MUTAZIONE GENETICA DEI BATTERI: RESISTONO AGLI ANTIBIOTICI

Rischio di epidemie globali: sono stati scoperti batteri comuni resistenti agli antibiotici.

Parte dalla Cina l’allarme e la situazione è davvero preoccupante.

Scoperto un gene, chiamato MCR-1, che permette ai batteri di diventare resistenti a una classe di antibiotici conosciuti come polimoxine, che sono utilizzate nella lotta contro i batteri.

Il gene, che è stato individuato in batteri comuni, ma potenzialmente mortali, come l’Escherichia Coli e Klebsiella Penumoniae – responsabili di polmoniti e di malattie ematiche – di fatto rende questi batteri incurabili.

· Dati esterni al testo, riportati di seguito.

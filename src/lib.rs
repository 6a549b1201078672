//! # AGV Monitor Web
//!
//! Client-side shell of the AGV monitoring dashboard: the route table that
//! maps browser paths to page units, lazy page loading with a per-process
//! cache, last-navigation-wins navigation, and the servers that deliver the
//! built dashboard.
//!
//! ## Modules
//!
//! - [`routes`]: Route table, path patterns and resolution
//! - [`pages`]: Page units, loaders and the page cache
//! - [`navigation`]: Navigator and history stack
//! - [`api`]: Backend API client with a fixed base path
//! - [`shell`]: Mounting the dashboard
//! - [`server`]: Production SPA host
//! - [`dev`]: Development server with backend proxy (feature `dev-proxy`)
//!
//! ## Quick Start
//!
//! ```rust,no_run
//! use agv_monitor_web::{ManifestPageLoader, RouteTable, Shell, ShellConfig};
//! use std::sync::Arc;
//!
//! #[tokio::main]
//! async fn main() -> Result<(), Box<dyn std::error::Error>> {
//!     let loader = Arc::new(ManifestPageLoader::new("web/dist"));
//!     let shell = Shell::mount(ShellConfig::default(), RouteTable::canonical()?, loader)?;
//!
//!     let outcome = shell.start("/map").await?;
//!     println!("{:?}", outcome);
//!
//!     Ok(())
//! }
//! ```

pub mod api;
pub mod config;
#[cfg(feature = "dev-proxy")]
pub mod dev;
pub mod logging;
pub mod navigation;
pub mod pages;
pub mod routes;
pub mod server;
pub mod shell;

pub use routes::{
    Resolution, RouteEntry, RouteError, RouteMatch, RouteResult, RouteTable, ROUTE_TABLE_VERSION,
};

pub use pages::{
    ManifestPageLoader, Page, PageCache, PageId, PageLoadError, PageLoader, StaticPageLoader,
};

pub use navigation::{History, NavTarget, NavigationOutcome, Navigator, RenderState};

pub use api::{ApiClient, ApiClientConfig, ApiClientError};

pub use shell::{Shell, ShellConfig, ShellError, Theme};

pub use server::{build_router, HostError, HostResult, HostState};

pub use config::{Config, ConfigError, DevConfig, HostConfig, LoggingConfig, ProxyRule};
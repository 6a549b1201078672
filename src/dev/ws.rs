//! WebSocket tunnel
//!
//! The upstream connection is opened before the client upgrade is accepted,
//! so an unreachable backend answers 502/504 instead of an accepted socket
//! that closes immediately.

use axum::{
    extract::{
        ws::{self, WebSocket, WebSocketUpgrade},
        FromRequestParts,
    },
    http::{header, request::Parts},
    response::Response,
};
use futures_util::{SinkExt, StreamExt};
use std::time::Duration;
use tokio::net::TcpStream;
use tokio_tungstenite::{
    connect_async,
    tungstenite::{
        self, client::IntoClientRequest, http::HeaderValue, protocol::frame::coding::CloseCode,
    },
    MaybeTlsStream, WebSocketStream,
};

use super::proxy::ProxyTarget;
use crate::server::{HostError, HostResult};

type Upstream = WebSocketStream<MaybeTlsStream<TcpStream>>;

/// Headers copied onto the upstream handshake
const FORWARDED: [&str; 3] = ["cookie", "authorization", "sec-websocket-protocol"];

/// Whether a request asks for a WebSocket upgrade
pub fn is_upgrade(parts: &Parts) -> bool {
    parts
        .headers
        .get(header::UPGRADE)
        .and_then(|v| v.to_str().ok())
        .is_some_and(|v| v.eq_ignore_ascii_case("websocket"))
}

/// Connect upstream, then accept the client upgrade and relay frames
pub async fn tunnel(
    target: &ProxyTarget,
    mut parts: Parts,
    timeout: Duration,
) -> HostResult<Response> {
    let upgrade = WebSocketUpgrade::from_request_parts(&mut parts, &())
        .await
        .map_err(|rejection| HostError::BadRequest(rejection.body_text()))?;

    let url = target.ws_url(&parts.uri);
    let mut request = url
        .as_str()
        .into_client_request()
        .map_err(|e| HostError::BadGateway(format!("{}: {}", url, e)))?;

    for name in FORWARDED {
        if let Some(value) = parts.headers.get(name) {
            if let Ok(value) = HeaderValue::from_bytes(value.as_bytes()) {
                request.headers_mut().insert(name, value);
            }
        }
    }
    let origin = if target.changes_origin() {
        Some(target.origin())
    } else {
        parts
            .headers
            .get(header::ORIGIN)
            .and_then(|v| v.to_str().ok())
            .map(str::to_string)
    };
    if let Some(origin) = origin {
        let value = HeaderValue::from_str(&origin)
            .map_err(|e| HostError::Internal(format!("Invalid proxy origin: {}", e)))?;
        request.headers_mut().insert("origin", value);
    }

    let (upstream, handshake) = match tokio::time::timeout(timeout, connect_async(request)).await {
        Ok(Ok(connected)) => connected,
        Ok(Err(e)) => return Err(HostError::BadGateway(format!("{}: {}", url, e))),
        Err(_) => return Err(HostError::GatewayTimeout(url)),
    };

    let protocol = handshake
        .headers()
        .get("sec-websocket-protocol")
        .and_then(|v| v.to_str().ok())
        .map(str::to_string);
    let upgrade = match protocol {
        Some(protocol) => upgrade.protocols([protocol]),
        None => upgrade,
    };

    tracing::debug!(path = %parts.uri.path(), upstream = %url, "WebSocket tunnel opened");

    let path = parts.uri.path().to_string();
    Ok(upgrade.on_upgrade(move |socket| relay(socket, upstream, path)))
}

/// Pump frames both ways until either side closes
async fn relay(client: WebSocket, upstream: Upstream, path: String) {
    let (mut client_tx, mut client_rx) = client.split();
    let (mut upstream_tx, mut upstream_rx) = upstream.split();

    let mut to_upstream = tokio::spawn(async move {
        while let Some(Ok(msg)) = client_rx.next().await {
            let closing = matches!(msg, ws::Message::Close(_));
            if upstream_tx.send(into_upstream(msg)).await.is_err() || closing {
                break;
            }
        }
    });

    let mut to_client = tokio::spawn(async move {
        while let Some(Ok(msg)) = upstream_rx.next().await {
            let Some(msg) = into_client(msg) else {
                continue;
            };
            let closing = matches!(msg, ws::Message::Close(_));
            if client_tx.send(msg).await.is_err() || closing {
                break;
            }
        }
    });

    tokio::select! {
        _ = &mut to_upstream => to_client.abort(),
        _ = &mut to_client => to_upstream.abort(),
    }

    tracing::debug!(path = %path, "WebSocket tunnel closed");
}

fn into_upstream(msg: ws::Message) -> tungstenite::Message {
    match msg {
        ws::Message::Text(text) => tungstenite::Message::Text(text),
        ws::Message::Binary(data) => tungstenite::Message::Binary(data),
        ws::Message::Ping(data) => tungstenite::Message::Ping(data),
        ws::Message::Pong(data) => tungstenite::Message::Pong(data),
        ws::Message::Close(frame) => tungstenite::Message::Close(frame.map(|f| {
            tungstenite::protocol::CloseFrame {
                code: CloseCode::from(f.code),
                reason: f.reason,
            }
        })),
    }
}

/// Raw frames never surface from a read; they are dropped
fn into_client(msg: tungstenite::Message) -> Option<ws::Message> {
    Some(match msg {
        tungstenite::Message::Text(text) => ws::Message::Text(text),
        tungstenite::Message::Binary(data) => ws::Message::Binary(data),
        tungstenite::Message::Ping(data) => ws::Message::Ping(data),
        tungstenite::Message::Pong(data) => ws::Message::Pong(data),
        tungstenite::Message::Close(frame) => ws::Message::Close(frame.map(|f| ws::CloseFrame {
            code: u16::from(f.code),
            reason: f.reason,
        })),
        tungstenite::Message::Frame(_) => return None,
    })
}

#[cfg(test)]
mod tests {
    use super::*;

    #[test]
    fn test_close_frames_keep_code_and_reason() {
        let msg = into_upstream(ws::Message::Close(Some(ws::CloseFrame {
            code: 1001,
            reason: "going away".into(),
        })));
        match msg {
            tungstenite::Message::Close(Some(frame)) => {
                assert_eq!(u16::from(frame.code), 1001);
                assert_eq!(frame.reason, "going away");
            }
            other => panic!("unexpected message: {:?}", other),
        }

        let back = into_client(tungstenite::Message::Close(None)).unwrap();
        assert!(matches!(back, ws::Message::Close(None)));
    }

    #[test]
    fn test_data_frames_pass_through() {
        assert!(matches!(
            into_client(tungstenite::Message::Text("hi".into())),
            Some(ws::Message::Text(t)) if t == "hi"
        ));
        assert!(matches!(
            into_upstream(ws::Message::Binary(vec![1, 2])),
            tungstenite::Message::Binary(b) if b == vec![1, 2]
        ));
    }
}
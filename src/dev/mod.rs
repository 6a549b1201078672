//! Development Server
//!
//! Serves the dashboard like the production host, but first checks each
//! request against the configured proxy rules. Matching requests go to the
//! backend (HTTP forwarded, WebSocket upgrades tunnelled); everything else
//! falls through to the SPA document handlers.
//!
//! # Default rules
//!
//! - `/api/*` -> `http://localhost:8000/*` (prefix stripped)
//! - `/ws/*` -> `ws://localhost:8000/ws/*`

pub mod open;
pub mod proxy;
pub mod ws;

pub use proxy::ProxyTarget;

use axum::{
    extract::{Request, State},
    response::{IntoResponse, Response},
    Router,
};
use reqwest::Client;
use std::sync::Arc;
use std::time::Duration;
use tower_http::{cors::CorsLayer, services::ServeDir, trace::TraceLayer};

use crate::config::DevConfig;
use crate::server::{self, spa, HostError, HostResult, HostState};

/// Shared state for the development server
pub struct DevState {
    pub host: HostState,
    targets: Vec<ProxyTarget>,
    client: Client,
    timeout: Duration,
    max_body_bytes: usize,
}

impl DevState {
    pub fn new(host: HostState, config: &DevConfig) -> HostResult<Self> {
        let targets = config
            .proxy
            .iter()
            .map(ProxyTarget::compile)
            .collect::<HostResult<Vec<_>>>()?;
        let timeout = Duration::from_secs(config.proxy_timeout_secs);
        let client = Client::builder()
            .timeout(timeout)
            .redirect(reqwest::redirect::Policy::none())
            .build()
            .map_err(|e| HostError::Internal(format!("Failed to build proxy client: {}", e)))?;

        Ok(Self {
            host,
            targets,
            client,
            timeout,
            max_body_bytes: config.max_body_bytes,
        })
    }

    pub fn targets(&self) -> &[ProxyTarget] {
        &self.targets
    }

    /// First rule whose prefix covers the path
    pub fn target_for(&self, path: &str) -> Option<&ProxyTarget> {
        self.targets.iter().find(|t| t.matches(path))
    }
}

/// Build the development router
pub fn build_dev_router(state: DevState) -> Router {
    let assets = ServeDir::new(state.host.assets_dir());
    let assets_prefix = state.host.assets_prefix();

    Router::new()
        .nest_service(&assets_prefix, assets)
        .fallback(dispatch)
        .layer(CorsLayer::permissive())
        .layer(TraceLayer::new_for_http())
        .with_state(Arc::new(state))
}

async fn dispatch(State(state): State<Arc<DevState>>, request: Request) -> Response {
    let Some(target) = state.target_for(request.uri().path()) else {
        return spa::serve_request(&state.host, request).await;
    };

    let (parts, body) = request.into_parts();
    let result = if target.tunnels_websockets() && ws::is_upgrade(&parts) {
        ws::tunnel(target, parts, state.timeout).await
    } else {
        let request = Request::from_parts(parts, body);
        proxy::forward(&state.client, target, request, state.max_body_bytes).await
    };

    result.unwrap_or_else(IntoResponse::into_response)
}

/// Start the development server
pub async fn run(state: DevState, config: &DevConfig) -> HostResult<()> {
    state.host.check_dist();
    for target in state.targets() {
        tracing::info!(
            prefix = %target.prefix(),
            target = %target.target(),
            ws = target.tunnels_websockets(),
            "Proxy rule"
        );
    }

    let listener = server::bind(&config.addr()).await?;
    let host = match config.host.as_str() {
        "0.0.0.0" | "::" => "localhost",
        host => host,
    };
    let url = format!(
        "http://{}:{}{}",
        host,
        listener.local_addr()?.port(),
        state.host.table.base()
    );
    tracing::info!(url = %url, "Dev server ready");

    if config.open {
        if let Err(e) = open::open_browser(&url) {
            tracing::warn!(error = %e, "Could not open browser");
        }
    }

    server::serve(listener, build_dev_router(state)).await
}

Il gene è in grado di diffondersi facilmente da un ceppo all’altro.
L’Organizzazione mondiale della sanità (Oms) ha già avvertito che la resistenza anti-microbica potrebbe riportarci a “un’era pre-antibiotici”.

Si tratta di un rapporto preoccupante, dal momento che le polimixine sono spesso antibiotici che servono a curare gravi infezioni“, ha sottolineato Laura Piddock, professoressa di microbiologia all’Università di Birmingham. “Egualmente preoccupante è che questo tipo di resistenza può essere trasferita tra batteri”.

Timothy Welsh, professore all’Università di Cardiff, che ha collaborato allo studio, ha detto alla Bbc che gli antibiotici potrebbero presto diventare inutili. “Se MRC-1 diventa globale, ed è questione di ‘quando’ non di ‘se’, e il gene si allineerà con altri geni resistenti agli antibiotici, che è inevitabile, allora molto probabilmente vedremo l’inizio di un’era post-antibiotica“, ha affermato. “A quel punto se un paziente è gravemente malato, per esempio per l’E. Coli, allora non ci sarà più nulla che possiamo fare“.

Se attualmente questa mutazione genetica appare confinata alla Cina, in realtà è probabile che si diffonda globalmente.